**WHAT YOU SHOULD DO:**
Check every line of the data and copy the ones where "drawing" appears.

[Data entries]
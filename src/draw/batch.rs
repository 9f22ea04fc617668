use crate::draw::style::{StyleKey, StyleMap, StyleValue, format_number, quote};
use crate::draw::transport::SurfaceTransport;
use crate::foundation::error::LiveCanvasResult;

/// Shape-drawing call understood by the remote surface.
///
/// Each variant is emitted as `draw_<name>(<ctx>, ...)` with its arguments in the documented
/// order.
#[derive(Clone, Debug, PartialEq, serde::Serialize)]
#[serde(tag = "fn", rename_all = "snake_case")]
pub enum Primitive {
    /// `x, y, radiusX, radiusY, rotation, startAngle, endAngle, counterclockwise`
    Ellipse {
        x: f64,
        y: f64,
        radius_x: f64,
        radius_y: f64,
        rotation: f64,
        start_angle: f64,
        end_angle: f64,
        counterclockwise: bool,
    },
    /// `image_name, x, y, w, h, filter_str`
    Image {
        image_name: String,
        x: f64,
        y: f64,
        w: f64,
        h: f64,
        filter: String,
    },
    /// `x1, y1, x2, y2`
    Line { x1: f64, y1: f64, x2: f64, y2: f64 },
    /// `x, y, width, height, radii`
    RoundRect {
        x: f64,
        y: f64,
        width: f64,
        height: f64,
        radii: [f64; 4],
    },
    /// `x, y, text_str`
    Text { x: f64, y: f64, text: String },
}

impl Primitive {
    /// Surface function suffix.
    pub fn name(&self) -> &'static str {
        match self {
            Self::Ellipse { .. } => "ellipse",
            Self::Image { .. } => "image",
            Self::Line { .. } => "line",
            Self::RoundRect { .. } => "roundRect",
            Self::Text { .. } => "text",
        }
    }

    fn args(&self) -> Vec<String> {
        let n = |v: &f64| format_number(*v);
        match self {
            Self::Ellipse {
                x,
                y,
                radius_x,
                radius_y,
                rotation,
                start_angle,
                end_angle,
                counterclockwise,
            } => vec![
                n(x),
                n(y),
                n(radius_x),
                n(radius_y),
                n(rotation),
                n(start_angle),
                n(end_angle),
                counterclockwise.to_string(),
            ],
            Self::Image {
                image_name,
                x,
                y,
                w,
                h,
                filter,
            } => vec![image_name.clone(), n(x), n(y), n(w), n(h), quote(filter)],
            Self::Line { x1, y1, x2, y2 } => vec![n(x1), n(y1), n(x2), n(y2)],
            Self::RoundRect {
                x,
                y,
                width,
                height,
                radii,
            } => {
                let radii = radii.iter().map(n).collect::<Vec<_>>().join(",");
                vec![n(x), n(y), n(width), n(height), format!("[{radii}]")]
            }
            Self::Text { x, y, text } => vec![n(x), n(y), quote(text)],
        }
    }
}

/// One accumulated operation.
#[derive(Clone, Debug, PartialEq, serde::Serialize)]
#[serde(tag = "op", rename_all = "snake_case")]
pub enum DrawOp {
    Save,
    Restore,
    Clear,
    SetStyle {
        key: StyleKey,
        value: StyleValue,
    },
    Draw(Primitive),
    CreateImage {
        name: String,
        src: String,
    },
    RadialGradient {
        name: String,
        from: [f64; 3],
        to: [f64; 3],
        stops: Vec<(f64, String)>,
    },
}

impl DrawOp {
    fn encode_into(&self, ctx: &str, out: &mut Vec<String>) {
        match self {
            Self::Save => out.push(format!("{ctx}.save();")),
            Self::Restore => out.push(format!("{ctx}.restore();")),
            Self::Clear => out.push(format!("clear({ctx});")),
            Self::SetStyle { key, value } => {
                out.push(format!("{ctx}.{key} = {};", value.encode()));
            }
            Self::Draw(prim) => {
                let mut args = vec![ctx.to_string()];
                args.extend(prim.args());
                out.push(format!("draw_{}({});", prim.name(), args.join(",")));
            }
            Self::CreateImage { name, src } => {
                out.push(format!("{name} = new Image(100, 100);"));
                out.push(format!("{name}.src = {};", quote(src)));
            }
            Self::RadialGradient {
                name,
                from,
                to,
                stops,
            } => {
                let coords = from
                    .iter()
                    .chain(to.iter())
                    .map(|v| format_number(*v))
                    .collect::<Vec<_>>()
                    .join(", ");
                out.push(format!("{name} = {ctx}.createRadialGradient({coords});"));
                for (offset, color) in stops {
                    out.push(format!(
                        "{name}.addColorStop({}, {});",
                        format_number(*offset),
                        quote(color)
                    ));
                }
            }
        }
    }
}

/// Ordered drawing operations for one frame, flipped atomically to the display surface.
///
/// Operations target the *working* surface; the final flip copies it onto the *display*
/// surface, so viewers never observe a partially drawn frame.
#[derive(Clone, Debug)]
pub struct CommandBatch {
    working: String,
    display: String,
    ops: Vec<DrawOp>,
    style: StyleMap,
    saved: Vec<StyleMap>,
}

impl CommandBatch {
    pub fn new(working: impl Into<String>, display: impl Into<String>) -> Self {
        Self {
            working: working.into(),
            display: display.into(),
            ops: Vec::new(),
            style: StyleMap::new(),
            saved: Vec::new(),
        }
    }

    pub fn working(&self) -> &str {
        &self.working
    }

    pub fn display(&self) -> &str {
        &self.display
    }

    pub fn ops(&self) -> &[DrawOp] {
        &self.ops
    }

    pub fn len(&self) -> usize {
        self.ops.len()
    }

    pub fn is_empty(&self) -> bool {
        self.ops.is_empty()
    }

    /// Push the drawing state.
    pub fn save(&mut self) {
        self.saved.push(self.style.clone());
        self.ops.push(DrawOp::Save);
    }

    /// Pop the drawing state. An unbalanced restore leaves the tracked style as is.
    pub fn restore(&mut self) {
        if let Some(prev) = self.saved.pop() {
            self.style = prev;
        }
        self.ops.push(DrawOp::Restore);
    }

    /// Assign a validated style attribute.
    pub fn apply_style(&mut self, key: StyleKey, value: StyleValue) {
        self.style.insert(key, value.clone());
        self.ops.push(DrawOp::SetStyle { key, value });
    }

    /// Assign a style attribute by context property name.
    ///
    /// Names ending in `Obj` assign an object reference. Unknown names are rejected with
    /// [`LiveCanvasError::MalformedStyleKey`](crate::LiveCanvasError::MalformedStyleKey) and
    /// nothing is emitted.
    pub fn set_style(&mut self, name: &str, value: impl Into<StyleValue>) -> LiveCanvasResult<()> {
        let (key, by_ref) = StyleKey::parse(name)?;
        let value = match (by_ref, value.into()) {
            (true, StyleValue::Text(obj)) => StyleValue::object(obj),
            (_, v) => v,
        };
        self.apply_style(key, value);
        Ok(())
    }

    /// Style value currently in effect for `key`.
    pub fn style(&self, key: StyleKey) -> Option<&StyleValue> {
        self.style.get(&key)
    }

    /// Emit `prim` inside its own save/restore scope with `overrides` applied first.
    pub fn draw(&mut self, prim: Primitive, overrides: &StyleMap) {
        self.save();
        for (key, value) in overrides {
            self.apply_style(*key, value.clone());
        }
        self.ops.push(DrawOp::Draw(prim));
        self.restore();
    }

    /// Clear the working surface.
    pub fn clear(&mut self) {
        self.ops.push(DrawOp::Clear);
    }

    /// Declare a surface-side image `name` loaded from `src`.
    pub fn create_image(&mut self, name: impl Into<String>, src: impl Into<String>) {
        self.ops.push(DrawOp::CreateImage {
            name: name.into(),
            src: src.into(),
        });
    }

    /// Declare a radial gradient usable through [`StyleValue::object`].
    pub fn radial_gradient(
        &mut self,
        name: impl Into<String>,
        from: [f64; 3],
        to: [f64; 3],
        stops: Vec<(f64, String)>,
    ) {
        self.ops.push(DrawOp::RadialGradient {
            name: name.into(),
            from,
            to,
            stops,
        });
    }

    /// Drop every accumulated operation and tracked style.
    pub fn clear_ops(&mut self) {
        self.ops.clear();
        self.style.clear();
        self.saved.clear();
    }

    /// Script for the accumulated operations, terminated by the buffer flip.
    pub fn encode(&self) -> String {
        let mut lines = Vec::with_capacity(self.ops.len() + 1);
        for op in &self.ops {
            op.encode_into(&self.working, &mut lines);
        }
        lines.push(format!("flip({}.canvas, {});", self.working, self.display));
        lines.join("\n")
    }

    /// Send the frame as one payload; with `clear`, start the next frame empty.
    pub fn render(&mut self, transport: &mut dyn SurfaceTransport, clear: bool) -> LiveCanvasResult<()> {
        let payload = self.encode();
        tracing::trace!(ops = self.ops.len(), bytes = payload.len(), "flip");
        transport.submit(&payload)?;
        if clear {
            self.clear_ops();
        }
        Ok(())
    }
}

#[cfg(test)]
#[path = "../../tests/unit/draw/batch.rs"]
mod tests;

**TASK SOLUTION:**
/// Shape-drawing call understood by the remote surface.
/// Ordered drawing operations for one frame, flipped atomically to the display surface.
    /// Push the drawing state.
    /// Pop the drawing state. An unbalanced restore leaves the tracked style as is.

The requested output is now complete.